//! Concert catalog
//!
//! Concerts by id. Purchase paths look concerts up through
//! [`ConcertCatalog::find_published`], which treats drafts as nonexistent.

use crate::types::{Concert, ConcertId, TicketingError};
use std::collections::BTreeMap;

#[derive(Debug, Clone, Default)]
pub struct ConcertCatalog {
    concerts: BTreeMap<ConcertId, Concert>,
}

impl ConcertCatalog {
    pub fn new() -> Self {
        Self::default()
    }

    /// Add or replace a concert, returning the previous entry
    pub fn insert(&mut self, concert: Concert) -> Option<Concert> {
        self.concerts.insert(concert.id, concert)
    }

    pub fn get(&self, id: ConcertId) -> Option<&Concert> {
        self.concerts.get(&id)
    }

    pub fn get_mut(&mut self, id: ConcertId) -> Option<&mut Concert> {
        self.concerts.get_mut(&id)
    }

    /// Look up a concert that is open for sale
    ///
    /// # Errors
    ///
    /// Returns `ConcertNotFound` whether the concert is missing or unpublished.
    pub fn find_published(&self, id: ConcertId) -> Result<&Concert, TicketingError> {
        self.concerts
            .get(&id)
            .filter(|concert| concert.is_published())
            .ok_or_else(|| TicketingError::concert_not_found(id))
    }

    /// Concerts in id order
    pub fn iter(&self) -> impl Iterator<Item = &Concert> {
        self.concerts.values()
    }

    pub fn len(&self) -> usize {
        self.concerts.len()
    }

    pub fn is_empty(&self) -> bool {
        self.concerts.is_empty()
    }
}

impl FromIterator<Concert> for ConcertCatalog {
    fn from_iter<I: IntoIterator<Item = Concert>>(iter: I) -> Self {
        let mut catalog = ConcertCatalog::new();
        for concert in iter {
            catalog.insert(concert);
        }
        catalog
    }
}

#[cfg(test)]
mod tests {
    use super::*;
    use chrono::{NaiveDate, Utc};

    fn concert(id: ConcertId, published: bool) -> Concert {
        let date = NaiveDate::from_ymd_opt(2026, 12, 1)
            .unwrap()
            .and_hms_opt(20, 0, 0)
            .unwrap();
        let mut concert = Concert::new(id, "The Red Chord", date, 3250, 10);
        if published {
            concert.published_at = Some(Utc::now());
        }
        concert
    }

    #[test]
    fn test_published_concerts_are_found() {
        let catalog: ConcertCatalog = vec![concert(1, true)].into_iter().collect();

        let found = catalog.find_published(1).unwrap();

        assert_eq!(found.title, "The Red Chord");
    }

    #[test]
    fn test_unpublished_concerts_are_not_found() {
        let catalog: ConcertCatalog = vec![concert(1, false)].into_iter().collect();

        assert_eq!(
            catalog.find_published(1),
            Err(TicketingError::concert_not_found(1))
        );
        assert!(catalog.get(1).is_some());
    }

    #[test]
    fn test_missing_concerts_are_not_found() {
        let catalog = ConcertCatalog::new();

        assert_eq!(
            catalog.find_published(9),
            Err(TicketingError::concert_not_found(9))
        );
    }

    #[test]
    fn test_iteration_is_in_id_order() {
        let catalog: ConcertCatalog = vec![concert(3, true), concert(1, false), concert(2, true)]
            .into_iter()
            .collect();

        let ids: Vec<ConcertId> = catalog.iter().map(|concert| concert.id).collect();

        assert_eq!(ids, vec![1, 2, 3]);
        assert_eq!(catalog.len(), 3);
    }
}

### [WHAT IS NEEDED]
From top to bottom, reproduce the material exactly.

### [ANSWER SPACE]
//! Concert catalog
//!
//! Concerts by id. Purchase paths look concerts up through
//! [`ConcertCatalog::find_published`], which treats drafts as nonexistent.

use crate::types::{Concert, ConcertId, TicketingError};
use std::collections::BTreeMap;

#[derive(Debug, Clone, Default)]
pub struct ConcertCatalog {
    concerts: BTreeMap<ConcertId, Concert>,
}

impl ConcertCatalog {
    pub fn new() -> Self {
        Self::default()
    }

    /// Add or replace a concert, returning the previous entry
    pub fn insert(&mut self, concert: Concert) -> Option<Concert> {
        self.concerts.insert(concert.id, concert)
    }

    pub fn get(&self, id: ConcertId) -> Option<&Concert> {
        self.concerts.get(&id)
    }

    pub fn get_mut(&mut self, id: ConcertId) -> Option<&mut Concert> {
        self.concerts.get_mut(&id)
    }

    /// Look up a concert that is open for sale
    ///
    /// # Errors
    ///
    /// Returns `ConcertNotFound` whether the concert is missing or unpublished.
    pub fn find_published(&self, id: ConcertId) -> Result<&Concert, TicketingError> {
        self.concerts
            .get(&id)
            .filter(|concert| concert.is_published())
            .ok_or_else(|| TicketingError::concert_not_found(id))
    }

    /// Concerts in id order
    pub fn iter(&self) -> impl Iterator<Item = &Concert> {
        self.concerts.values()
    }

    pub fn len(&self) -> usize {
        self.concerts.len()
    }

    pub fn is_empty(&self) -> bool {
        self.concerts.is_empty()
    }
}

impl FromIterator<Concert> for ConcertCatalog {
    fn from_iter<I: IntoIterator<Item = Concert>>(iter: I) -> Self {
        let mut catalog = ConcertCatalog::new();
        for concert in iter {
            catalog.insert(concert);
        }
        catalog
    }
}

#[cfg(test)]
mod tests {
    use super::*;
    use chrono::{NaiveDate, Utc};

    fn concert(id: ConcertId, published: bool) -> Concert {
        let date = NaiveDate::from_ymd_opt(2026, 12, 1)
            .unwrap()
            .and_hms_opt(20, 0, 0)
            .unwrap();
        let mut concert = Concert::new(id, "The Red Chord", date, 3250, 10);
        if published {
            concert.published_at = Some(Utc::now());
        }
        concert
    }

    #[test]
    fn test_published_concerts_are_found() {
        let catalog: ConcertCatalog = vec![concert(1, true)].into_iter().collect();

        let found = catalog.find_published(1).unwrap();

        assert_eq!(found.title, "The Red Chord");
    }

    #[test]
    fn test_unpublished_concerts_are_not_found() {
        let catalog: ConcertCatalog = vec![concert(1, false)].into_iter().collect();

        assert_eq!(
            catalog.find_published(1),
            Err(TicketingError::concert_not_found(1))
        );
        assert!(catalog.get(1).is_some());
    }

    #[test]
    fn test_missing_concerts_are_not_found() {
        let catalog = ConcertCatalog::new();

        assert_eq!(
            catalog.find_published(9),
            Err(TicketingError::concert_not_found(9))
        );
    }

    #[test]
    fn test_iteration_is_in_id_order() {
        let catalog: ConcertCatalog = vec![concert(3, true), concert(1, false), concert(2, true)]
            .into_iter()
            .collect();

        let ids: Vec<ConcertId> = catalog.iter().map(|concert| concert.id).collect();

        assert_eq!(ids, vec![1, 2, 3]);
        assert_eq!(catalog.len(), 3);
    }
}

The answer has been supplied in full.